The defendant first contends that the trial court erred in excluding
evidence that a person other than the defendant had previously stated that
the victim "was gonna die." As the defense began to present its case, the
State requested a bench conference and moved to exclude anticipated
testimony of defense witnesses that one Nicholas Perez had said that the
victim, Duane Morton, was going to die or that something adverse was going
to happen to him. Defense counsel informed the court that one of the
witnesses "is going to say . . . [that] Perez on three occasions told her
that Duane was gonna die." Record at 1786. After extensive argument of
counsel, the trial court indicated that this evidence would not be
admitted, believing that it would violate the hearsay rule.
The defendant urges on appeal, as he did at trial, that evidence of
Perez saying that Duane Morton "was gonna die" is not inadmissible hearsay
evidence because it was not offered to prove Morton was going to die.

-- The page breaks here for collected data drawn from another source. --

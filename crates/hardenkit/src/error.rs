//! Error types for orchestrator operations.
//!
//! Every variant is recoverable at the session boundary: the caller shows it
//! and keeps going. Execution failures normally travel as an
//! [`Outcome`](crate::types::Outcome) on the result record; the matching
//! variants here exist so they can be displayed and matched uniformly.

use std::path::PathBuf;
use thiserror::Error;

use crate::types::Label;

/// Errors that can occur while orchestrating hardening modules.
#[derive(Debug, Error)]
pub enum Error {
    /// No module registered under this id
    #[error("module not found: {id}")]
    ModuleNotFound {
        /// Requested module id
        id: String,
    },

    /// Two modules were declared with the same id
    #[error("duplicate module id: {id}")]
    DuplicateModule {
        /// The repeated id
        id: String,
    },

    /// Module executable is missing or not executable
    #[error("script not found: {}", path.display())]
    ExecutableMissing {
        /// Resolved executable path
        path: PathBuf,
    },

    /// Privilege elevation was rejected by the environment
    #[error("privilege denied for {module}: {message}")]
    PrivilegeDenied {
        /// Module that needed elevation
        module: String,
        /// Why elevation failed
        message: String,
    },

    /// Module exceeded its timeout and was terminated
    #[error("{module} timed out after {seconds}s")]
    TimedOut {
        /// Module id
        module: String,
        /// Timeout that was exceeded
        seconds: u64,
    },

    /// Module was interrupted by the user
    #[error("{module} cancelled")]
    Cancelled {
        /// Module id
        module: String,
    },

    /// Module ran and exited unsuccessfully
    #[error("{module} failed{}", exit_code.map(|c| format!(" with exit code {c}")).unwrap_or_default())]
    Failed {
        /// Module id
        module: String,
        /// Exit code, if the process exited normally
        exit_code: Option<i32>,
    },

    /// Empty or unusable path input
    #[error("invalid path: {0:?}")]
    InvalidPath(String),

    /// Path does not resolve to a readable report
    #[error("report not found: {}", path.display())]
    ReportNotFound {
        /// Path that was looked up
        path: PathBuf,
    },

    /// A report could not be parsed into findings
    #[error("cannot parse {label} report: {message}")]
    ParseError {
        /// Which side of the comparison failed
        label: Label,
        /// Parser diagnostic
        message: String,
    },

    /// Scan type other than pre/post
    #[error("invalid scan type: {0:?} (expected pre or post)")]
    InvalidScanType(String),

    /// Underlying filesystem error
    #[error("I/O error on {}: {source}", path.display())]
    Io {
        /// Path being accessed
        path: PathBuf,
        /// Source error
        #[source]
        source: std::io::Error,
    },

    /// JSON encoding/decoding failure
    #[error("serialization error: {0}")]
    Serialization(#[from] serde_json::Error),
}

impl Error {
    /// Wrap an I/O error with the path it happened on.
    pub fn io(path: impl Into<PathBuf>, source: std::io::Error) -> Self {
        Self::Io {
            path: path.into(),
            source,
        }
    }

    /// Short, stable name of the error kind (used in logs and JSON output).
    pub fn kind(&self) -> &'static str {
        match self {
            Self::ModuleNotFound { .. } => "module_not_found",
            Self::DuplicateModule { .. } => "duplicate_module",
            Self::ExecutableMissing { .. } => "executable_missing",
            Self::PrivilegeDenied { .. } => "privilege_denied",
            Self::TimedOut { .. } => "timed_out",
            Self::Cancelled { .. } => "cancelled",
            Self::Failed { .. } => "failed",
            Self::InvalidPath(_) => "invalid_path",
            Self::ReportNotFound { .. } => "report_not_found",
            Self::ParseError { .. } => "parse_error",
            Self::InvalidScanType(_) => "invalid_scan_type",
            Self::Io { .. } => "io",
            Self::Serialization(_) => "serialization",
        }
    }

    /// Actionable advice for the user.
    pub fn advice(&self) -> &'static str {
        match self {
            Self::ModuleNotFound { .. } => "Run `hardenctl list` to see registered modules",
            Self::DuplicateModule { .. } => "Give every [[modules]] entry in config.toml a unique id",
            Self::ExecutableMissing { .. } => {
                "Install the script into the scripts directory and make it executable"
            }
            Self::PrivilegeDenied { .. } => "Run as root or make sure sudo is available",
            Self::TimedOut { .. } => "Increase the timeout with --timeout or in config.toml",
            Self::Cancelled { .. } => "Re-run the module when ready",
            Self::Failed { .. } => "Check the module output above for details",
            Self::InvalidPath(_) => "Enter a non-empty file path",
            Self::ReportNotFound { .. } => "Check the path, or run `hardenctl reports`",
            Self::ParseError { .. } => "Make sure the report is in key=value format",
            Self::InvalidScanType(_) => "Use `pre` or `post`",
            Self::Io { .. } => "Check directory permissions",
            Self::Serialization(_) => "The file may be corrupted",
        }
    }
}

/// Result type for orchestrator operations.
pub type Result<T> = std::result::Result<T, Error>;
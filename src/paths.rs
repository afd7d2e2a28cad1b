//! Path resolution for hardenctl
//!
//! Everything lives under one base directory:
//!
//! ```text
//! <base>/
//!   bash-scripts/           module scripts
//!   logs/executions.jsonl   execution history
//!   reports/                pre/post audit snapshots
//!   config.toml             optional settings and module catalog
//! ```
//!
//! # Base Directory Resolution
//!
//! 1. `--base-dir` flag
//! 2. `HARDENCTL_HOME` environment variable
//! 3. `~/linux-hardening-tool`

use anyhow::{Context, Result};
use std::fs;
use std::path::{Path, PathBuf};

use hardenkit::LOG_FILE_NAME;

/// Environment variable for base directory override
pub const ENV_HOME: &str = "HARDENCTL_HOME";

/// Default base directory name under `$HOME`
const DEFAULT_DIR_NAME: &str = "linux-hardening-tool";

/// Resolved on-disk layout
#[derive(Debug, Clone)]
pub struct Layout {
    pub base: PathBuf,
}

impl Layout {
    pub fn new(base: impl Into<PathBuf>) -> Self {
        Self { base: base.into() }
    }

    /// Resolve the base directory from flag, environment, or default
    pub fn resolve(flag: Option<&Path>) -> Result<Self> {
        if let Some(dir) = flag {
            let path = expand(&dir.to_string_lossy());
            log::debug!("Using base dir from --base-dir: {}", path.display());
            return Ok(Self::new(path));
        }

        if let Ok(dir) = std::env::var(ENV_HOME) {
            let path = expand(&dir);
            log::debug!("Using base dir from {}: {}", ENV_HOME, path.display());
            return Ok(Self::new(path));
        }

        let home = dirs::home_dir().context("Could not determine home directory")?;
        let path = home.join(DEFAULT_DIR_NAME);
        log::debug!("Using default base dir: {}", path.display());
        Ok(Self::new(path))
    }

    pub fn scripts_dir(&self) -> PathBuf {
        self.base.join("bash-scripts")
    }

    pub fn logs_dir(&self) -> PathBuf {
        self.base.join("logs")
    }

    pub fn log_file(&self) -> PathBuf {
        self.logs_dir().join(LOG_FILE_NAME)
    }

    pub fn reports_dir(&self) -> PathBuf {
        self.base.join("reports")
    }

    pub fn config_file(&self) -> PathBuf {
        self.base.join("config.toml")
    }

    /// Create `logs/` and `reports/`
    pub fn ensure(&self) -> Result<()> {
        for dir in [self.logs_dir(), self.reports_dir()] {
            fs::create_dir_all(&dir)
                .with_context(|| format!("Could not create {}", dir.display()))?;
        }
        Ok(())
    }
}

/// Expand ~ and environment variables in a path string.
///
/// Unknown variables are left as-is.
pub fn expand(path: &str) -> PathBuf {
    let expanded = shellexpand::full(path).unwrap_or(std::borrow::Cow::Borrowed(path));
    PathBuf::from(expanded.as_ref())
}
//! hardenctl configuration
//!
//! `config.toml` in the base directory is optional. Without it (or without a
//! `[[modules]]` table) the built-in catalog is used.
//!
//! ```toml
//! timeout_secs = 1800
//! grace_secs = 5
//! report_module = "audit-report"
//!
//! [[modules]]
//! id = "ssh"
//! name = "SSH Hardening"
//! script = "ssh_hardening.sh"
//! category = "ssh"
//! ```

use anyhow::{Context, Result};
use hardenkit::{
    Category, DEFAULT_GRACE, DEFAULT_REPORT_MODULE, DEFAULT_TIMEOUT, Idempotency, Module,
    ModuleKind, PrivilegeRequirement, Settings,
};
use serde::{Deserialize, Serialize};
use std::fs;
use std::path::{Path, PathBuf};
use std::time::Duration;

use crate::paths;

// ============================================================================
// Main Config Schema
// ============================================================================

#[derive(Debug, Serialize, Deserialize)]
pub struct HardenConfig {
    /// Per-run timeout in seconds
    #[serde(default = "default_timeout_secs")]
    pub timeout_secs: u64,

    /// Seconds between SIGTERM and SIGKILL
    #[serde(default = "default_grace_secs")]
    pub grace_secs: u64,

    /// Module used by `audit` and the menu's report entry
    #[serde(default = "default_report_module")]
    pub report_module: String,

    /// Scripts directory, relative to the base directory unless absolute
    #[serde(default)]
    pub scripts_dir: Option<String>,

    /// Module catalog; empty means the built-in catalog
    #[serde(default)]
    pub modules: Vec<ModuleSpec>,
}

impl Default for HardenConfig {
    fn default() -> Self {
        Self {
            timeout_secs: default_timeout_secs(),
            grace_secs: default_grace_secs(),
            report_module: default_report_module(),
            scripts_dir: None,
            modules: Vec::new(),
        }
    }
}

fn default_timeout_secs() -> u64 {
    DEFAULT_TIMEOUT.as_secs()
}

fn default_grace_secs() -> u64 {
    DEFAULT_GRACE.as_secs()
}

fn default_report_module() -> String {
    DEFAULT_REPORT_MODULE.to_string()
}

fn default_true() -> bool {
    true
}

/// One `[[modules]]` entry
#[derive(Debug, Clone, Serialize, Deserialize)]
pub struct ModuleSpec {
    pub id: String,
    pub name: String,
    /// Script path, relative to the scripts directory unless absolute
    pub script: String,
    pub category: Category,
    #[serde(default = "default_true")]
    pub privileged: bool,
    /// Reason shown when asking for sudo
    #[serde(default)]
    pub reason: Option<String>,
    #[serde(default)]
    pub idempotency: Idempotency,
    #[serde(default)]
    pub kind: ModuleKind,
}

impl ModuleSpec {
    fn builtin(id: &str, name: &str, script: &str, category: Category) -> Self {
        Self {
            id: id.to_string(),
            name: name.to_string(),
            script: script.to_string(),
            category,
            privileged: true,
            reason: None,
            idempotency: Idempotency::Idempotent,
            kind: ModuleKind::Hardening,
        }
    }

    /// Resolve against the scripts directory
    pub fn into_module(self, scripts_dir: &Path) -> Module {
        let script = paths::expand(&self.script);
        let executable = if script.is_absolute() {
            script
        } else {
            scripts_dir.join(script)
        };
        let privilege = if self.privileged {
            let reason = self
                .reason
                .unwrap_or_else(|| format!("{} changes system configuration", self.name));
            PrivilegeRequirement::required(reason)
        } else {
            PrivilegeRequirement::None
        };
        Module {
            id: self.id,
            display_name: self.name,
            executable,
            privilege,
            category: self.category,
            idempotency: self.idempotency,
            kind: self.kind,
        }
    }
}

/// Built-in catalog, in menu order
fn builtin_specs() -> Vec<ModuleSpec> {
    let mut update = ModuleSpec::builtin("update", "System Update", "update_system.sh", Category::Update);
    update.idempotency = Idempotency::Stateful;

    let mut audit = ModuleSpec::builtin(
        DEFAULT_REPORT_MODULE,
        "Generate Audit Report",
        "audit_generate.sh",
        Category::Audit,
    );
    audit.kind = ModuleKind::AuditReport;
    audit.reason = Some("Lynis needs root to inspect the whole system".to_string());

    vec![
        ModuleSpec::builtin("ssh", "SSH Hardening", "ssh_hardening.sh", Category::Ssh),
        ModuleSpec::builtin("firewall", "Firewall", "firewall_hardening.sh", Category::Firewall),
        ModuleSpec::builtin("services", "Service Cleanup", "service_cleanup.sh", Category::Services),
        ModuleSpec::builtin(
            "file-permissions",
            "File Permissions",
            "filepermissions_hardening.sh",
            Category::Filesystem,
        ),
        ModuleSpec::builtin("kernel", "Kernel Hardening", "kernel_hardening.sh", Category::Kernel),
        ModuleSpec::builtin("auditd", "System Audit (auditd)", "auditd_configure.sh", Category::Audit),
        update,
        audit,
    ]
}

/// Built-in modules resolved against `scripts_dir`
pub fn builtin_modules(scripts_dir: &Path) -> Vec<Module> {
    builtin_specs()
        .into_iter()
        .map(|spec| spec.into_module(scripts_dir))
        .collect()
}

impl HardenConfig {
    /// Load `config.toml`, falling back to defaults when it does not exist
    pub fn load(path: &Path) -> Result<Self> {
        if !path.exists() {
            log::debug!("No config at {}, using defaults", path.display());
            return Ok(Self::default());
        }
        let content = fs::read_to_string(path)
            .with_context(|| format!("Could not read {}", path.display()))?;
        toml::from_str(&content)
            .with_context(|| format!("Invalid TOML format in {}", path.display()))
    }

    pub fn scripts_dir(&self, base: &Path, default: PathBuf) -> PathBuf {
        match &self.scripts_dir {
            Some(dir) => {
                let dir = paths::expand(dir);
                if dir.is_absolute() { dir } else { base.join(dir) }
            }
            None => default,
        }
    }

    /// Configured catalog, or the built-in one
    pub fn modules(&self, scripts_dir: &Path) -> Vec<Module> {
        if self.modules.is_empty() {
            return builtin_modules(scripts_dir);
        }
        self.modules
            .iter()
            .cloned()
            .map(|spec| spec.into_module(scripts_dir))
            .collect()
    }

    pub fn settings(&self) -> Settings {
        Settings {
            timeout: Duration::from_secs(self.timeout_secs),
            report_module: self.report_module.clone(),
        }
    }

    pub fn grace(&self) -> Duration {
        Duration::from_secs(self.grace_secs)
    }
}
//! Report comparison
//!
//! Reports are parsed into a map of finding id → state, then diffed by id.
//! Line positions never matter, so reordering inside a report cannot produce
//! a difference. All collections are ordered sets for deterministic output.

use regex::Regex;
use serde::{Deserialize, Serialize};
use std::collections::{BTreeMap, BTreeSet};
use std::path::PathBuf;
use std::sync::LazyLock;

use crate::error::{Error, Result};
use crate::report::Report;

/// Finding id → finding state
pub type Findings = BTreeMap<String, String>;

/// One named, stateful check result
#[derive(Debug, Clone, PartialEq, Eq, PartialOrd, Ord, Hash, Serialize, Deserialize)]
pub struct Finding {
    pub id: String,
    pub state: String,
}

/// A finding present in both reports with a different state
#[derive(Debug, Clone, PartialEq, Eq, PartialOrd, Ord, Hash, Serialize, Deserialize)]
pub struct FindingChange {
    pub id: String,
    pub old: String,
    pub new: String,
}

#[derive(Debug, Clone, PartialEq, Eq, Serialize, Deserialize)]
pub struct ComparisonResult {
    pub pre_ref: PathBuf,
    pub post_ref: PathBuf,
    pub added: BTreeSet<Finding>,
    pub removed: BTreeSet<Finding>,
    pub changed: BTreeSet<FindingChange>,
}

impl ComparisonResult {
    /// No differences at all
    pub fn is_empty(&self) -> bool {
        self.added.is_empty() && self.removed.is_empty() && self.changed.is_empty()
    }

    pub fn total(&self) -> usize {
        self.added.len() + self.removed.len() + self.changed.len()
    }
}

/// Turns raw report text into findings
pub trait FindingParser: Send + Sync {
    /// Parse a report. The error string is a diagnostic for the user.
    fn parse(&self, content: &str) -> std::result::Result<Findings, String>;
}

/// Parser for `key=value` audit data, including Lynis `name[]=` arrays
///
/// - `hardening_index=67` → finding `hardening_index` with state `67`
/// - `warning[]=SSH-7408|Root login allowed|-|-|` → finding `warning[]:SSH-7408`
///   with state `Root login allowed|-|-`
/// - `installed_package[]=openssh` → finding `installed_package[]:openssh`
///   with state `present`
///
/// A repeated id keeps every distinct state, sorted and joined with `; `.
#[derive(Debug, Default)]
pub struct KeyValueParser;

static LINE: LazyLock<Regex> = LazyLock::new(|| {
    Regex::new(r"^\s*([A-Za-z0-9_.:/\-]+)(\[\])?\s*=\s*(.*?)\s*$").expect("valid regex")
});

impl FindingParser for KeyValueParser {
    fn parse(&self, content: &str) -> std::result::Result<Findings, String> {
        let mut states: BTreeMap<String, BTreeSet<String>> = BTreeMap::new();

        for (idx, line) in content.lines().enumerate() {
            let trimmed = line.trim();
            if trimmed.is_empty() || trimmed.starts_with('#') {
                continue;
            }
            let caps = LINE
                .captures(line)
                .ok_or_else(|| format!("line {}: expected key=value, got {:?}", idx + 1, trimmed))?;

            let key = &caps[1];
            let value = &caps[3];
            let (id, state) = if caps.get(2).is_some() {
                match value.split_once('|') {
                    Some((test_id, rest)) if !test_id.trim().is_empty() => (
                        format!("{key}[]:{}", test_id.trim()),
                        rest.trim_end_matches('|').to_string(),
                    ),
                    _ => (format!("{key}[]:{value}"), "present".to_string()),
                }
            } else {
                (key.to_string(), value.to_string())
            };
            states.entry(id).or_default().insert(state);
        }

        if states.is_empty() {
            return Err("report contains no findings".to_string());
        }

        Ok(states
            .into_iter()
            .map(|(id, values)| (id, values.into_iter().collect::<Vec<_>>().join("; ")))
            .collect())
    }
}

/// Compares two reports through a [`FindingParser`]
pub struct Comparator {
    parser: Box<dyn FindingParser>,
}

impl Default for Comparator {
    fn default() -> Self {
        Self::new(Box::new(KeyValueParser))
    }
}

impl Comparator {
    pub fn new(parser: Box<dyn FindingParser>) -> Self {
        Self { parser }
    }

    /// Diff `post` against `pre`.
    ///
    /// Both reports are parsed before anything is compared; a parse failure
    /// on either side aborts with [`Error::ParseError`] naming that side.
    pub fn compare(&self, pre: &Report, post: &Report) -> Result<ComparisonResult> {
        let parse = |report: &Report| {
            self.parser
                .parse(&report.raw_content)
                .map_err(|message| Error::ParseError {
                    label: report.label,
                    message,
                })
        };
        let before = parse(pre)?;
        let after = parse(post)?;

        let result = diff(pre.path.clone(), &before, post.path.clone(), &after);
        log::debug!(
            "Compared {} and {}: +{} -{} ~{}",
            pre.path.display(),
            post.path.display(),
            result.added.len(),
            result.removed.len(),
            result.changed.len()
        );
        Ok(result)
    }
}

/// Diff two finding maps by id
pub fn diff(
    pre_ref: PathBuf,
    pre: &Findings,
    post_ref: PathBuf,
    post: &Findings,
) -> ComparisonResult {
    let mut added = BTreeSet::new();
    let mut changed = BTreeSet::new();
    for (id, new) in post {
        match pre.get(id) {
            None => {
                added.insert(Finding {
                    id: id.clone(),
                    state: new.clone(),
                });
            }
            Some(old) if old != new => {
                changed.insert(FindingChange {
                    id: id.clone(),
                    old: old.clone(),
                    new: new.clone(),
                });
            }
            Some(_) => {}
        }
    }

    let removed = pre
        .iter()
        .filter(|(id, _)| !post.contains_key(*id))
        .map(|(id, state)| Finding {
            id: id.clone(),
            state: state.clone(),
        })
        .collect();

    ComparisonResult {
        pre_ref,
        post_ref,
        added,
        removed,
        changed,
    }
}
/// Forward lines from a child pipe to the engine thread
fn pump<R: Read + Send + 'static>(
    source: R,
    stream: Stream,
    tx: Sender<Chunk>,
) -> thread::JoinHandle<()> {
    thread::spawn(move || {
        let mut reader = BufReader::new(source);
        loop {
            let mut line = Vec::new();
            match reader.read_until(b'\n', &mut line) {
                Ok(0) => break,
                Ok(_) => {
                    if tx.send((stream, line)).is_err() {
                        break;
                    }
                }
                Err(e) if e.kind() == io::ErrorKind::Interrupted => {}
                Err(_) => break,
            }
        }
    })
}

fn supervise(
    child: &mut Child,
    rx: &Receiver<Chunk>,
    output: &mut Captured,
    sink: &mut dyn OutputSink,
    cancel: &dyn CancelSignal,
    deadline: Option<Instant>,
) -> Ending {
    let mut status: Option<ExitStatus> = None;
    let mut exited_at: Option<Instant> = None;
    let mut streams_closed = false;

    loop {
        if streams_closed {
            thread::sleep(POLL_INTERVAL);
        } else {
            match rx.recv_timeout(POLL_INTERVAL) {
                Ok((stream, bytes)) => output.push(stream, &bytes, sink),
                Err(RecvTimeoutError::Timeout) => {}
                Err(RecvTimeoutError::Disconnected) => streams_closed = true,
            }
        }

        if status.is_none() {
            match child.try_wait() {
                Ok(Some(s)) => {
                    status = Some(s);
                    exited_at = Some(Instant::now());
                }
                Ok(None) => {}
                Err(e) => return Ending::WaitFailed(e.to_string()),
            }
        }

        if let Some(s) = status {
            // Background children may keep the pipes open; stop waiting for
            // them. The run already finished, so a deadline or interrupt
            // during the drain cannot turn it into a failure.
            let drained = exited_at.is_some_and(|t| t.elapsed() >= DRAIN_WINDOW);
            let stopped = cancel.is_cancelled() || deadline.is_some_and(|d| Instant::now() >= d);
            if streams_closed || drained || stopped {
                return Ending::Exited(s);
            }
            continue;
        }

        if cancel.is_cancelled() {
            return Ending::Cancelled;
        }
        if deadline.is_some_and(|d| Instant::now() >= d) {
            return Ending::TimedOut;
        }
    }
}

fn drain(rx: &Receiver<Chunk>, output: &mut Captured, sink: &mut dyn OutputSink, window: Duration) {
    let until = Instant::now() + window;
    while let Some(left) = until.checked_duration_since(Instant::now()) {
        match rx.recv_timeout(left) {
            Ok((stream, bytes)) => output.push(stream, &bytes, sink),
            Err(_) => break,
        }
    }
}

fn classify(status: ExitStatus) -> (Outcome, Option<String>) {
    match status.code() {
        Some(0) => (Outcome::Success, None),
        Some(code) => (
            Outcome::Failed {
                exit_code: Some(code),
            },
            Some(format!("exited with code {code}")),
        ),
        None => (Outcome::Failed { exit_code: None }, Some(describe_signal(status))),
    }
}

#[cfg(unix)]
fn describe_signal(status: ExitStatus) -> String {
    use std::os::unix::process::ExitStatusExt;
    status.signal().map_or_else(
        || "terminated abnormally".to_string(),
        |sig| format!("terminated by signal {sig}"),
    )
}

#[cfg(not(unix))]
fn describe_signal(_status: ExitStatus) -> String {
    "terminated abnormally".to_string()
}

/// How a terminated group ended
struct Termination {
    status: Option<ExitStatus>,
    /// Members of the group were still alive after SIGKILL
    survivors: bool,
}

/// Terminate the child's process group: SIGTERM, grace period, SIGKILL.
///
/// A group that outlives the grace period in a privileged run is also handed
/// to the privilege provider, since members running as another user ignore
/// our own SIGKILL. Always reaps the child before returning.
fn terminate(
    child: &mut Child,
    grace: Duration,
    privileged: Option<&dyn PrivilegeProvider>,
) -> Termination {
    let pid = child.id();
    #[cfg(unix)]
    signal_group(pid, libc::SIGTERM);
    #[cfg(not(unix))]
    let _ = child.kill();

    let until = Instant::now() + grace;
    let mut status = None;
    while Instant::now() < until {
        match child.try_wait() {
            Ok(Some(s)) => {
                status = Some(s);
                break;
            }
            Ok(None) => thread::sleep(POLL_INTERVAL),
            Err(_) => break,
        }
    }

    if let Some(provider) = privileged
        && (status.is_none() || group_alive(pid))
    {
        log::debug!("Killing process group {} through the privilege provider", pid);
        if let Err(e) = provider.kill_group(pid) {
            log::warn!("Could not kill privileged process group {}: {}", pid, e);
        }
    }

    // Stragglers in the group that ignored SIGTERM
    #[cfg(unix)]
    signal_group(pid, libc::SIGKILL);

    if status.is_none() {
        let _ = child.kill();
        status = child.wait().ok();
    }

    let survivors = !group_settles(pid, SETTLE_WINDOW);
    if survivors {
        log::warn!("Process group {} still has running members after SIGKILL", pid);
    } else {
        log::debug!("Process group {} terminated", pid);
    }
    Termination { status, survivors }
}

/// Wait for a killed group to empty. False if members remain after `within`.
fn group_settles(pgid: u32, within: Duration) -> bool {
    let until = Instant::now() + within;
    loop {
        if !group_alive(pgid) {
            return true;
        }
        if Instant::now() >= until {
            return false;
        }
        thread::sleep(POLL_INTERVAL);
    }
}

#[cfg(unix)]
fn group_alive(pgid: u32) -> bool {
    let Ok(pgid) = libc::pid_t::try_from(pgid) else {
        return false;
    };
    // SAFETY: signal 0 delivers nothing and only probes the group for members
    let rc = unsafe { libc::killpg(pgid, 0) };
    // EPERM: members exist but belong to another user
    rc == 0 || io::Error::last_os_error().raw_os_error() == Some(libc::EPERM)
}

#[cfg(not(unix))]
fn group_alive(_pgid: u32) -> bool {
    false
}

#[cfg(unix)]
fn signal_group(pid: u32, signal: libc::c_int) {
    let Ok(pgid) = libc::pid_t::try_from(pid) else {
        return;
    };
    // SAFETY: killpg only delivers a signal. The group id is the child's pid,
    // which leads its own group because it was spawned with process_group(0).
    let rc = unsafe { libc::killpg(pgid, signal) };
    if rc != 0 {
        log::debug!(
            "killpg({}, {}) failed: {}",
            pgid,
            signal,
            io::Error::last_os_error()
        );
    }
}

Rather, the evidence is admissible, the defendant contends, "to show that
Perez made the statement and, further, to show that no action was taken by
the police to follow up on the alleged statements." Br. of the Appellant
at 8. The defendant argues that the evidence tends to show that someone
else committed the crime and that it shows that police did not follow up on
all leads in its investigation, and thus that the defendant's guilt is not
proved beyond a reasonable doubt.
A trial court ruling excluding evidence may not be challenged on
appeal "unless a substantial right of the party is affected" and "the
substance of the evidence was made known to the court by a proper offer of
proof, or was apparent from the context within which questions were asked."
Ind.Evidence Rule 103(a)(1). In addition, appellate review of the
exclusion of evidence is not limited to the grounds stated at trial, but
rather the ruling will be upheld if supported by any valid basis.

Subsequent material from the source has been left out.